Это было самое худшее, что только может навалиться на летчика – боязнь летать. Эта напасть, это всеразрушающее состояние часто необъяснимо, неизвестно как появляется и неведомо отчего исчезает. Но когда оно охватывает человека, то от одного предощущения полета, от сознания необходимости садиться в кабину, захлопнуть над собой остекленную крышку фонаря и остаться одному, ощутить на ставшей болезненно чувствительной коже широкие жесткие ремни кресла, прикасаться пальцами к стальным замкам-застежкам, а затем почувствовать себя связанным со слепой силой самолета, с его способностью подняться на многокилометровую высоту и носиться там с неистовой скоростью, – от всего этого сам вид самолета вызывает отвращение. Еще до того, как подойдешь к нему, заберешься в кабину и, путаясь в каждом движении и обливаясь холодным потом, станешь включать и опробовать, что нужно, еще до всего этого боязнь полета выливается в гибельное подозрение в твоей неумелости управлять машиной, в абсолютной неспособности твоего опыта, в неправильности твоих знаний, в неумении распорядиться ими. Тебя одолевает глубокое, неверие в надежность машины, чувство твоей несоединимости с ней, чужеродности, а твоя жизнь в сравнении с риском потерять ее – такой неравной самолету, что начинаешь всерьез воображать себя приговоренным разделить судьбу с роботом…


У только что вернувшейся к зданию летной части девушки-шофера екнуло сердце, когда она приметила бегущего со всех ног к РАФу Гая-Самари. «Господи, опять что-то случилось!..»

Запуская мотор, Надя лихорадочно перебирала в памяти всех, кого сегодня подвозила к самолету: Чернорая с экипажем, улетевшего в Москву, Боровского и Извольского, чуть не каждое утро летавших на парадных самолетах. Кого еще?

– К дублеру, голубушка!.. Побыстрее, милая!

«Уж не решил ли Борька, что милое заявление Володи появилось на свет при моем участии?..» – думал Гай, сидя в РАФе. Но тут же он отбросил эту мысль – и потому, что она показалась дикой, и потому, что главной заботой сейчас для него было не гадать, что думает о нем Долотов, а «отбить» вылет дублера.
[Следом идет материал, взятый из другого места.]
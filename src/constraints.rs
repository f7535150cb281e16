//! Feasibility checks and route schedule evaluation.
//!
//! A route is simulated stop by stop from the technician's start. Arriving
//! before a job's earliest start means waiting; arriving after its latest
//! start is lateness, which is penalized unless the window is hard.

use std::fmt;

use serde::{Deserialize, Serialize};

use crate::config::OptimizationConfig;
use crate::model::{Job, Seconds};
use crate::problem::DispatchProblem;

/// Why a job cannot go on a technician's route.
#[derive(Debug, Clone, Copy, PartialEq, Eq, Hash, Serialize, Deserialize)]
#[serde(rename_all = "snake_case")]
pub enum Infeasibility {
    CapabilityMismatch,
    ShiftOverflow,
    HardWindowMissed,
    CapacityExceeded,
}

impl Infeasibility {
    /// How far the checks got before failing; used to pick the most
    /// informative reason across technicians.
    pub fn depth(self) -> u8 {
        match self {
            Infeasibility::CapabilityMismatch => 0,
            Infeasibility::ShiftOverflow => 1,
            Infeasibility::HardWindowMissed => 2,
            Infeasibility::CapacityExceeded => 3,
        }
    }

    pub fn as_str(self) -> &'static str {
        match self {
            Infeasibility::CapabilityMismatch => "capability_mismatch",
            Infeasibility::ShiftOverflow => "shift_overflow",
            Infeasibility::HardWindowMissed => "hard_window_missed",
            Infeasibility::CapacityExceeded => "capacity_exceeded",
        }
    }

    pub fn deeper(self, other: Infeasibility) -> Infeasibility {
        if other.depth() > self.depth() { other } else { self }
    }
}

impl fmt::Display for Infeasibility {
    fn fmt(&self, f: &mut fmt::Formatter<'_>) -> fmt::Result {
        f.write_str(self.as_str())
    }
}

/// Timing of one simulated stop. `job` indexes the problem's job list.
#[derive(Debug, Clone, PartialEq)]
pub(crate) struct StopTiming {
    pub job: usize,
    pub reached_at: Seconds,
    /// Service start, never before the window's earliest start.
    pub arrival: Seconds,
    pub departure: Seconds,
    pub travel_seconds: Seconds,
    pub distance_km: f64,
    pub wait_seconds: Seconds,
    pub lateness_seconds: Seconds,
}

#[derive(Debug, Clone, PartialEq, Default)]
pub(crate) struct RouteSchedule {
    pub stops: Vec<StopTiming>,
    pub travel_seconds: Seconds,
    pub distance_km: f64,
    pub lateness_seconds: Seconds,
    pub load: i32,
    pub cost: f64,
}

/// Cost contribution of a single stop.
pub fn stop_cost(config: &OptimizationConfig, job: &Job, travel: Seconds, lateness: Seconds) -> f64 {
    let mut cost = travel as f64 * config.travel_cost_per_second;
    if lateness > 0 {
        cost += lateness as f64 * config.lateness_penalty_per_second * job.priority.max(1.0);
    } else if job.priority >= config.high_priority_threshold {
        cost -= config.priority_bonus * job.priority;
    }
    cost
}

/// Hard windows reject lateness. Emergencies have zero tolerance unless
/// their window was relaxed to get them placed.
pub(crate) fn has_hard_window(problem: &DispatchProblem<'_>, relaxed: &[bool], job: usize) -> bool {
    (problem.jobs[job].window.hard || problem.critical[job]) && !relaxed[job]
}

/// Simulate `sequence` on `technician`'s route after its frozen stops.
///
/// Checks run capability, working hours, time windows, then capacity.
pub(crate) fn evaluate_route(
    problem: &DispatchProblem<'_>,
    relaxed: &[bool],
    technician: usize,
    sequence: &[usize],
) -> Result<RouteSchedule, Infeasibility> {
    if sequence.is_empty() {
        return Ok(RouteSchedule::default());
    }

    let slot = &problem.technicians[technician];
    if sequence
        .iter()
        .any(|&job| !slot.can_serve(&problem.job_capabilities[job]))
    {
        return Err(Infeasibility::CapabilityMismatch);
    }
    if !slot.is_available() {
        return Err(Infeasibility::ShiftOverflow);
    }

    let config = problem.config;
    let shift_end = slot.technician.shift.end;
    let mut schedule = RouteSchedule {
        stops: Vec::with_capacity(sequence.len()),
        ..Default::default()
    };
    let mut time = slot.available_from;
    let mut previous = slot.start_location;

    for &job_idx in sequence {
        let job = &problem.jobs[job_idx];
        let location = problem.job_location[job_idx];
        let travel = problem.matrix.duration(previous, location);
        let distance = problem.matrix.distance_km(previous, location);

        let reached_at = time + travel;
        let arrival = job
            .window
            .earliest
            .map_or(reached_at, |earliest| reached_at.max(earliest));
        let departure = arrival + job.service_seconds;
        if departure > shift_end {
            return Err(Infeasibility::ShiftOverflow);
        }

        let lateness = job.window.lateness(arrival);
        if lateness > 0 && has_hard_window(problem, relaxed, job_idx) {
            return Err(Infeasibility::HardWindowMissed);
        }

        schedule.travel_seconds += travel;
        schedule.distance_km += distance;
        schedule.lateness_seconds += lateness;
        schedule.load += job.load;
        schedule.cost += stop_cost(config, job, travel, lateness);
        schedule.stops.push(StopTiming {
            job: job_idx,
            reached_at,
            arrival,
            departure,
            travel_seconds: travel,
            distance_km: distance,
            wait_seconds: arrival - reached_at,
            lateness_seconds: lateness,
        });

        time = departure;
        previous = location;
    }

    if schedule.load > slot.capacity {
        return Err(Infeasibility::CapacityExceeded);
    }

    Ok(schedule)
}

/// Can `job` be inserted at `position` of `technician`'s current sequence?
///
/// Returns the resulting schedule, or the first violated constraint.
pub(crate) fn feasible(
    problem: &DispatchProblem<'_>,
    relaxed: &[bool],
    technician: usize,
    job: usize,
    position: usize,
    sequence: &[usize],
) -> Result<RouteSchedule, Infeasibility> {
    if !problem.technicians[technician].can_serve(&problem.job_capabilities[job]) {
        return Err(Infeasibility::CapabilityMismatch);
    }

    let mut candidate = Vec::with_capacity(sequence.len() + 1);
    candidate.extend_from_slice(&sequence[..position]);
    candidate.push(job);
    candidate.extend_from_slice(&sequence[position..]);

    evaluate_route(problem, relaxed, technician, &candidate)
}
«Каким же глухим занудой надо быть, чтобы сказать такое человеку перед полетом!» – Гай-Самари легко представил, что творится теперь в душе Долотова.

Дублер стоял там, где обычно стояли опытные машины – возле ближнего к зданию летной части отбойного щита, тянущегося от въезда на стоянку до рулежной полосы, вдоль которой располагались бытовые помещения, мастерские и различные склады службы эксплуатации самолетов.

Над срезом кабины, за стеклами фонаря Гаи приметил склоненную голову в защитном шлеме: Долотов занимался предполетными операциями. К приставленной к фюзеляжу стремянке неторопливо шел Пал Петрович, как видно, собирался откатить ее в сторону.

При виде насупистого лица бортинженера Гаю стало полегче.

«Ты-то мне и нужен, дорогой!»

Не дав Пал Петровичу оттащить стремянку, Гай осторожно взял его под руку и, увлекая подальше от мотористов, негромко сказал:

– Дело есть, Пал Петрович… Тебе как Долотов показался? В смысле настроения?

– Настроение? Хрен его разберет, какое у него настроение. Всю дорогу как мешком из-за угла трахнутый. А что?

– Не годится ему сегодня летать, нужно «отбить» полет, понимаешь? Я не могу тебе сказать, в чем дело, но у него на душе неладно. Сделай что-нибудь, а?

– Понял, Кузьмич. Сделаем.

Все так же медленно ступая по пупырчатым ступенькам стремянки, Пал Петрович поднялся вровень с головой Долотова.

– Ты вот что – вылазь! – сказал он, махнув рукой. Долотов откинул фонарь, переспросил: ему плохо было слышно с застегнутым шлемом.

– Вылазь, говорю! – крикнул Пал Петрович.

– Почему? – Долотов смотрел на бортинженера.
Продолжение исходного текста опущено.